● Exercise directions: All lines of the material below that include the string "Debug" are to be copied.

────────────────

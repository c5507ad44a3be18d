//! The knowledge store contract every component depends on explicitly
//! (spec §1 names it an out-of-scope external collaborator; spec §9's
//! redesign note turns it into an injected dependency rather than a
//! module-level singleton). Grounded on `common/knowledge.py`'s
//! `KnowledgeStore` class, one method per historical fact it records.

use async_trait::async_trait;
use poultry_common::model::{ActuatorCommand, ActuatorType, FarmId, SensorType, ZoneId};
use time::OffsetDateTime;

/// One historical sensor sample, as returned by [`KnowledgeStore::sensor_history`].
#[derive(Debug, Clone, PartialEq)]
pub struct SensorSample {
    pub at: OffsetDateTime,
    pub value: f64,
}

#[async_trait]
pub trait KnowledgeStore: Send + Sync {
    async fn log_sensor(
        &self,
        farm: &FarmId,
        zone: &ZoneId,
        sensor: SensorType,
        value: f64,
        at: OffsetDateTime,
    ) -> anyhow::Result<()>;

    async fn log_actuator_command(
        &self,
        farm: &FarmId,
        zone: &ZoneId,
        actuator: ActuatorType,
        command: &ActuatorCommand,
        at: OffsetDateTime,
    ) -> anyhow::Result<()>;

    async fn log_symptom(
        &self,
        farm: &FarmId,
        zone: &ZoneId,
        symptom: &str,
        severity: f64,
        at: OffsetDateTime,
    ) -> anyhow::Result<()>;

    async fn log_plan(
        &self,
        farm: &FarmId,
        zone: &ZoneId,
        actions: &[ActuatorCommand],
        at: OffsetDateTime,
    ) -> anyhow::Result<()>;

    /// Latest value no older than `max_age_s` before `now`. A reading
    /// outside the window is treated the same as no reading at all (spec
    /// §4.4 step 2's 10-minute window; §7's "Knowledge read empty" kind).
    async fn latest_sensor_value(
        &self,
        farm: &FarmId,
        zone: &ZoneId,
        sensor: SensorType,
        now: OffsetDateTime,
        max_age_s: f64,
    ) -> anyhow::Result<Option<f64>>;

    async fn sensor_history(
        &self,
        farm: &FarmId,
        zone: &ZoneId,
        sensor: SensorType,
        limit: usize,
    ) -> anyhow::Result<Vec<SensorSample>>;
}
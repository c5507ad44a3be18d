//! `build_status`: the ok-flag and alert-phrase computation. Grounded on
//! `analyzer/analyzer_service.py`'s `build_status`, including the fixed
//! phrase table and its ordering (temperature, CO2, NH3, feed, water,
//! activity).

use poultry_common::model::{FarmId, ZoneId, ZoneStatus};
use poultry_config::ZoneConfig;

/// The six latest sensor values an Analyzer cycle reads from Knowledge
/// before computing a [`ZoneStatus`].
#[derive(Debug, Clone, Copy, Default)]
pub struct Latest {
    pub temperature_c: Option<f64>,
    pub co2_ppm: Option<f64>,
    pub nh3_ppm: Option<f64>,
    pub feed_kg: Option<f64>,
    pub water_l: Option<f64>,
    pub activity: Option<f64>,
}

pub fn build_status(farm: &FarmId, zone: &ZoneId, latest: Latest, config: &ZoneConfig) -> ZoneStatus {
    let temp_ok = latest
        .temperature_c
        .is_some_and(|t| t >= config.temp_min && t <= config.temp_max);
    let co2_ok = latest.co2_ppm.is_some_and(|c| c <= config.co2_max);
    let nh3_ok = latest.nh3_ppm.is_some_and(|n| n <= config.nh3_threshold);
    let feed_ok = latest.feed_kg.is_some_and(|f| f >= config.feed_threshold);
    let water_ok = latest.water_l.is_some_and(|w| w >= config.water_threshold);
    let activity_ok = latest.activity.is_some_and(|a| a >= config.activity_min);

    let mut phrases: Vec<&'static str> = Vec::new();

    match latest.temperature_c {
        None => phrases.push("No temperature"),
        Some(t) if t < config.temp_min => phrases.push("Too cold"),
        Some(t) if t > config.temp_max => phrases.push("Too hot"),
        Some(_) => {}
    }
    match latest.co2_ppm {
        None => phrases.push("No CO2"),
        Some(_) if !co2_ok => phrases.push("High CO2"),
        Some(_) => {}
    }
    match latest.nh3_ppm {
        None => phrases.push("No NH3"),
        Some(_) if !nh3_ok => phrases.push("High NH3"),
        Some(_) => {}
    }
    match latest.feed_kg {
        None => phrases.push("No feed data"),
        Some(_) if !feed_ok => phrases.push("Low feed"),
        Some(_) => {}
    }
    match latest.water_l {
        None => phrases.push("No water data"),
        Some(_) if !water_ok => phrases.push("Low water"),
        Some(_) => {}
    }
    match latest.activity {
        None => phrases.push("No activity"),
        Some(_) if !activity_ok => phrases.push("Low activity"),
        Some(_) => {}
    }

    let alert = if phrases.is_empty() {
        "OK".to_string()
    } else {
        phrases.join(" & ")
    };

    ZoneStatus {
        farm_id: farm.clone(),
        zone: zone.clone(),
        temperature_c: latest.temperature_c,
        co2_ppm: latest.co2_ppm,
        nh3_ppm: latest.nh3_ppm,
        feed_kg: latest.feed_kg,
        water_l: latest.water_l,
        activity: latest.activity,
        temp_ok,
        co2_ok,
        nh3_ok,
        feed_ok,
        water_ok,
        activity_ok,
        alert,
    }
}
//! Multi-zone runtime supervisor: polls the topology file's mtime and
//! reconciles the set of running zone workers against it, spawning a tick
//! task for each newly-declared zone and cancelling the task for any zone
//! that disappeared. Grounded on `poultry_config::topology::HotReload`
//! (the poll primitive) and on `crates/hub/src/main.rs`'s pattern of
//! `tokio::spawn`-ing one task per managed unit and tracking its
//! `JoinHandle` for later cleanup.

use std::collections::HashMap;
use std::sync::Arc;
use std::time::Duration;

use poultry_common::bus::Publisher;
use poultry_common::model::{FarmId, ZoneId};
use poultry_config::{resolve, HotReload, Topology};
use poultry_knowledge::KnowledgeStore;
use tokio::sync::Mutex;
use tokio::task::JoinHandle;

use crate::worker::ZoneWorker;

pub const TOPOLOGY_POLL_INTERVAL: Duration = Duration::from_secs(5);

struct ManagedZone {
    worker: Arc<ZoneWorker>,
    handle: JoinHandle<()>,
}

/// Owns the live set of zone workers. Not `Send`-shared directly — runs on
/// its own task, driving reconciliation and exposing [`Supervisor::worker`]
/// for the MQTT command dispatch loop to route `cmd/{actuator}` messages.
pub struct Supervisor {
    topology_path: std::path::PathBuf,
    publisher: Arc<dyn Publisher>,
    knowledge: Arc<dyn KnowledgeStore>,
    dt_s: f64,
    zones: Mutex<HashMap<(FarmId, ZoneId), ManagedZone>>,
}

impl Supervisor {
    pub fn new(
        topology_path: impl Into<std::path::PathBuf>,
        publisher: Arc<dyn Publisher>,
        knowledge: Arc<dyn KnowledgeStore>,
        dt_s: f64,
    ) -> Self {
        Self {
            topology_path: topology_path.into(),
            publisher,
            knowledge,
            dt_s,
            zones: Mutex::new(HashMap::new()),
        }
    }

    /// Poll the topology file forever, spawning/retiring workers as zones
    /// are added/removed. Never returns under normal operation.
    pub async fn run(&self) -> anyhow::Result<()> {
        let mut reload = HotReload::new(self.topology_path.clone());
        loop {
            match reload.poll() {
                Ok(Some(topology)) => self.reconcile(&topology).await,
                Ok(None) => {}
                Err(err) => tracing::warn!(error = %err, "topology poll failed, keeping prior state"),
            }
            tokio::time::sleep(TOPOLOGY_POLL_INTERVAL).await;
        }
    }

    async fn reconcile(&self, topology: &Topology) {
        let desired: Vec<(FarmId, ZoneId)> = topology
            .zone_keys()
            .into_iter()
            .map(|(farm, zone)| (FarmId::from(farm), ZoneId::from(zone)))
            .collect();

        let mut zones = self.zones.lock().await;

        let stale: Vec<(FarmId, ZoneId)> = zones
            .keys()
            .filter(|key| !desired.contains(key))
            .cloned()
            .collect();
        for key in stale {
            if let Some(managed) = zones.remove(&key) {
                managed.handle.abort();
                tracing::info!(farm = %key.0, zone = %key.1, "retired zone worker");
            }
        }

        for (farm, zone) in desired {
            if zones.contains_key(&(farm.clone(), zone.clone())) {
                continue;
            }
            let worker = Arc::new(ZoneWorker::new(farm.clone(), zone.clone()));
            let task_worker = Arc::clone(&worker);
            let publisher = Arc::clone(&self.publisher);
            let knowledge = Arc::clone(&self.knowledge);
            let dt_s = self.dt_s;
            let farm_for_config = farm.clone();
            let zone_for_config = zone.clone();
            let topology_path = self.topology_path.clone();

            let handle = tokio::spawn(async move {
                let config_source = move || {
                    poultry_config::load(&topology_path)
                        .map(|t| t.resolve(farm_for_config.as_str(), zone_for_config.as_str()))
                        .unwrap_or_else(|_| resolve(&Default::default(), &Default::default(), &Default::default()))
                };
                task_worker.run(config_source, publisher, knowledge, dt_s).await;
            });

            tracing::info!(farm = %farm, zone = %zone, "started zone worker");
            zones.insert((farm, zone), ManagedZone { worker, handle });
        }
    }

    /// Look up the worker for `(farm, zone)`, if currently managed.
    pub async fn worker(&self, farm: &FarmId, zone: &ZoneId) -> Option<Arc<ZoneWorker>> {
        let zones = self.zones.lock().await;
        zones.get(&(farm.clone(), zone.clone())).map(|m| Arc::clone(&m.worker))
    }
}

#[cfg(test)]
mod tests {
    use super::*;
    use poultry_common::bus::InMemoryBus;
    use poultry_knowledge::InMemoryKnowledgeStore;
    use std::io::Write;

    fn write_topology(contents: &str) -> tempfile::NamedTempFile {
        let mut file = tempfile::NamedTempFile::new().unwrap();
        file.write_all(contents.as_bytes()).unwrap();
        file
    }

    #[tokio::test]
    async fn reconcile_spawns_a_worker_per_declared_zone() {
        let file = write_topology(
            r#"{
                "farms": [
                    { "id": "farm-a", "zones": [ "zone-1", "zone-2" ] }
                ]
            }"#,
        );
        let topology = poultry_config::load(file.path()).unwrap();
        let supervisor = Supervisor::new(
            file.path(),
            Arc::new(InMemoryBus::new()),
            Arc::new(InMemoryKnowledgeStore::new()),
            1.0,
        );
        supervisor.reconcile(&topology).await;
        let zones = supervisor.zones.lock().await;
        assert_eq!(zones.len(), 2);
    }

    #[tokio::test]
    async fn reconcile_retires_workers_for_removed_zones() {
        let file = write_topology(
            r#"{
                "farms": [
                    { "id": "farm-a", "zones": [ { "id": "zone-1" } ] }
                ]
            }"#,
        );
        let supervisor = Supervisor::new(
            file.path(),
            Arc::new(InMemoryBus::new()),
            Arc::new(InMemoryKnowledgeStore::new()),
            1.0,
        );
        let with_zone = poultry_config::load(file.path()).unwrap();
        supervisor.reconcile(&with_zone).await;
        assert_eq!(supervisor.zones.lock().await.len(), 1);

        let empty = Topology::default();
        supervisor.reconcile(&empty).await;
        assert_eq!(supervisor.zones.lock().await.len(), 0);
    }
}
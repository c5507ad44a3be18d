//! SQLite-backed `KnowledgeStore`, enabled by the `sqlite` feature.
//! Grounded on `crates/hub/src/db.rs::Db` (connect options: WAL journal,
//! `synchronous = NORMAL`, a small pool). Uses the runtime-checked
//! `sqlx::query`/`query_as` API rather than the teacher's `sqlx::query!`
//! macro, which validates against a live database or an `.sqlx` offline
//! cache at compile time — unavailable for this workspace.

use async_trait::async_trait;
use poultry_common::model::{ActuatorCommand, ActuatorType, FarmId, SensorType, ZoneId};
use sqlx::sqlite::{SqliteConnectOptions, SqliteJournalMode, SqlitePoolOptions, SqliteSynchronous};
use sqlx::{Pool, Row, Sqlite};
use std::str::FromStr;
use time::OffsetDateTime;

use crate::store::{KnowledgeStore, SensorSample};

pub struct SqliteKnowledgeStore {
    pool: Pool<Sqlite>,
}

impl SqliteKnowledgeStore {
    /// `db_url` examples: `"sqlite:///var/lib/poultry/knowledge.db"`,
    /// `"sqlite::memory:"` (tests).
    pub async fn connect(db_url: &str) -> anyhow::Result<Self> {
        let options = SqliteConnectOptions::from_str(db_url)?
            .journal_mode(SqliteJournalMode::Wal)
            .synchronous(SqliteSynchronous::Normal)
            .create_if_missing(true);

        let pool = SqlitePoolOptions::new()
            .max_connections(4)
            .connect_with(options)
            .await?;

        let store = Self { pool };
        store.ensure_schema().await?;
        Ok(store)
    }

    async fn ensure_schema(&self) -> anyhow::Result<()> {
        sqlx::query(
            r#"
            CREATE TABLE IF NOT EXISTS sensor_readings (
                farm_id TEXT NOT NULL,
                zone_id TEXT NOT NULL,
                sensor TEXT NOT NULL,
                value REAL NOT NULL,
                at_unix_ns INTEGER NOT NULL
            )
            "#,
        )
        .execute(&self.pool)
        .await?;
        sqlx::query(
            "CREATE INDEX IF NOT EXISTS idx_sensor_readings_series \
             ON sensor_readings (farm_id, zone_id, sensor, at_unix_ns)",
        )
        .execute(&self.pool)
        .await?;
        sqlx::query(
            r#"
            CREATE TABLE IF NOT EXISTS actuator_commands (
                farm_id TEXT NOT NULL,
                zone_id TEXT NOT NULL,
                actuator TEXT NOT NULL,
                command_json TEXT NOT NULL,
                at_unix_ns INTEGER NOT NULL
            )
            "#,
        )
        .execute(&self.pool)
        .await?;
        sqlx::query(
            r#"
            CREATE TABLE IF NOT EXISTS symptoms (
                farm_id TEXT NOT NULL,
                zone_id TEXT NOT NULL,
                symptom TEXT NOT NULL,
                severity REAL NOT NULL,
                at_unix_ns INTEGER NOT NULL
            )
            "#,
        )
        .execute(&self.pool)
        .await?;
        sqlx::query(
            r#"
            CREATE TABLE IF NOT EXISTS plans (
                farm_id TEXT NOT NULL,
                zone_id TEXT NOT NULL,
                actions_json TEXT NOT NULL,
                at_unix_ns INTEGER NOT NULL
            )
            "#,
        )
        .execute(&self.pool)
        .await?;
        Ok(())
    }
}

fn to_unix_ns(at: OffsetDateTime) -> i64 {
    (at.unix_timestamp_nanos()).min(i128::from(i64::MAX)) as i64
}

fn from_unix_ns(ns: i64) -> OffsetDateTime {
    OffsetDateTime::from_unix_timestamp_nanos(i128::from(ns))
        .unwrap_or(OffsetDateTime::UNIX_EPOCH)
}

#[async_trait]
impl KnowledgeStore for SqliteKnowledgeStore {
    async fn log_sensor(
        &self,
        farm: &FarmId,
        zone: &ZoneId,
        sensor: SensorType,
        value: f64,
        at: OffsetDateTime,
    ) -> anyhow::Result<()> {
        sqlx::query(
            "INSERT INTO sensor_readings (farm_id, zone_id, sensor, value, at_unix_ns) \
             VALUES (?, ?, ?, ?, ?)",
        )
        .bind(farm.as_str())
        .bind(zone.as_str())
        .bind(sensor.as_str())
        .bind(value)
        .bind(to_unix_ns(at))
        .execute(&self.pool)
        .await?;
        Ok(())
    }

    async fn log_actuator_command(
        &self,
        farm: &FarmId,
        zone: &ZoneId,
        actuator: ActuatorType,
        command: &ActuatorCommand,
        at: OffsetDateTime,
    ) -> anyhow::Result<()> {
        let command_json = serde_json::to_string(command)?;
        sqlx::query(
            "INSERT INTO actuator_commands (farm_id, zone_id, actuator, command_json, at_unix_ns) \
             VALUES (?, ?, ?, ?, ?)",
        )
        .bind(farm.as_str())
        .bind(zone.as_str())
        .bind(actuator.as_str())
        .bind(command_json)
        .bind(to_unix_ns(at))
        .execute(&self.pool)
        .await?;
        Ok(())
    }

    async fn log_symptom(
        &self,
        farm: &FarmId,
        zone: &ZoneId,
        symptom: &str,
        severity: f64,
        at: OffsetDateTime,
    ) -> anyhow::Result<()> {
        sqlx::query(
            "INSERT INTO symptoms (farm_id, zone_id, symptom, severity, at_unix_ns) \
             VALUES (?, ?, ?, ?, ?)",
        )
        .bind(farm.as_str())
        .bind(zone.as_str())
        .bind(symptom)
        .bind(severity)
        .bind(to_unix_ns(at))
        .execute(&self.pool)
        .await?;
        Ok(())
    }

    async fn log_plan(
        &self,
        farm: &FarmId,
        zone: &ZoneId,
        actions: &[ActuatorCommand],
        at: OffsetDateTime,
    ) -> anyhow::Result<()> {
        let actions_json = serde_json::to_string(actions)?;
        sqlx::query(
            "INSERT INTO plans (farm_id, zone_id, actions_json, at_unix_ns) VALUES (?, ?, ?, ?)",
        )
        .bind(farm.as_str())
        .bind(zone.as_str())
        .bind(actions_json)
        .bind(to_unix_ns(at))
        .execute(&self.pool)
        .await?;
        Ok(())
    }

    async fn latest_sensor_value(
        &self,
        farm: &FarmId,
        zone: &ZoneId,
        sensor: SensorType,
        now: OffsetDateTime,
        max_age_s: f64,
    ) -> anyhow::Result<Option<f64>> {
        let cutoff_ns = to_unix_ns(now - time::Duration::seconds_f64(max_age_s));
        let row = sqlx::query(
            "SELECT value FROM sensor_readings \
             WHERE farm_id = ? AND zone_id = ? AND sensor = ? AND at_unix_ns >= ? \
             ORDER BY at_unix_ns DESC LIMIT 1",
        )
        .bind(farm.as_str())
        .bind(zone.as_str())
        .bind(sensor.as_str())
        .bind(cutoff_ns)
        .fetch_optional(&self.pool)
        .await?;
        Ok(row.map(|r| r.get::<f64, _>("value")))
    }

    async fn sensor_history(
        &self,
        farm: &FarmId,
        zone: &ZoneId,
        sensor: SensorType,
        limit: usize,
    ) -> anyhow::Result<Vec<SensorSample>> {
        let rows = sqlx::query(
            "SELECT value, at_unix_ns FROM sensor_readings \
             WHERE farm_id = ? AND zone_id = ? AND sensor = ? \
             ORDER BY at_unix_ns DESC LIMIT ?",
        )
        .bind(farm.as_str())
        .bind(zone.as_str())
        .bind(sensor.as_str())
        .bind(limit as i64)
        .fetch_all(&self.pool)
        .await?;
        let mut samples: Vec<SensorSample> = rows
            .into_iter()
            .map(|r| SensorSample {
                value: r.get::<f64, _>("value"),
                at: from_unix_ns(r.get::<i64, _>("at_unix_ns")),
            })
            .collect();
        samples.reverse();
        Ok(samples)
    }
}

#[cfg(test)]
mod tests {
    use super::*;
    use poultry_common::model::{FarmId, ZoneId};
    use time::macros::datetime;

    async fn store() -> SqliteKnowledgeStore {
        SqliteKnowledgeStore::connect("sqlite::memory:").await.unwrap()
    }

    #[tokio::test]
    async fn round_trips_a_sensor_reading() {
        let store = store().await;
        let farm = FarmId::from("farm-a");
        let zone = ZoneId::from("zone-1");
        store
            .log_sensor(&farm, &zone, SensorType::Temperature, 27.2, datetime!(2026-01-01 00:00 UTC))
            .await
            .unwrap();
        let latest = store
            .latest_sensor_value(&farm, &zone, SensorType::Temperature, datetime!(2026-01-01 00:05 UTC), 600.0)
            .await
            .unwrap();
        assert_eq!(latest, Some(27.2));
    }

    #[tokio::test]
    async fn latest_sensor_value_outside_window_is_none() {
        let store = store().await;
        let farm = FarmId::from("farm-a");
        let zone = ZoneId::from("zone-1");
        store
            .log_sensor(&farm, &zone, SensorType::Temperature, 27.2, datetime!(2026-01-01 00:00 UTC))
            .await
            .unwrap();
        let latest = store
            .latest_sensor_value(&farm, &zone, SensorType::Temperature, datetime!(2026-01-01 00:15 UTC), 600.0)
            .await
            .unwrap();
        assert_eq!(latest, None);
    }

    #[tokio::test]
    async fn history_returns_in_chronological_order() {
        let store = store().await;
        let farm = FarmId::from("farm-a");
        let zone = ZoneId::from("zone-1");
        for i in 0..3 {
            store
                .log_sensor(
                    &farm,
                    &zone,
                    SensorType::Co2,
                    1000.0 + i as f64,
                    datetime!(2026-01-01 00:00 UTC) + time::Duration::minutes(i),
                )
                .await
                .unwrap();
        }
        let history = store.sensor_history(&farm, &zone, SensorType::Co2, 10).await.unwrap();
        let values: Vec<f64> = history.iter().map(|s| s.value).collect();
        assert_eq!(values, vec![1000.0, 1001.0, 1002.0]);
    }
}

────────────────

● Response below:
#[derive(Debug, Clone, PartialEq)]
#[derive(Debug, Clone, Copy, Default)]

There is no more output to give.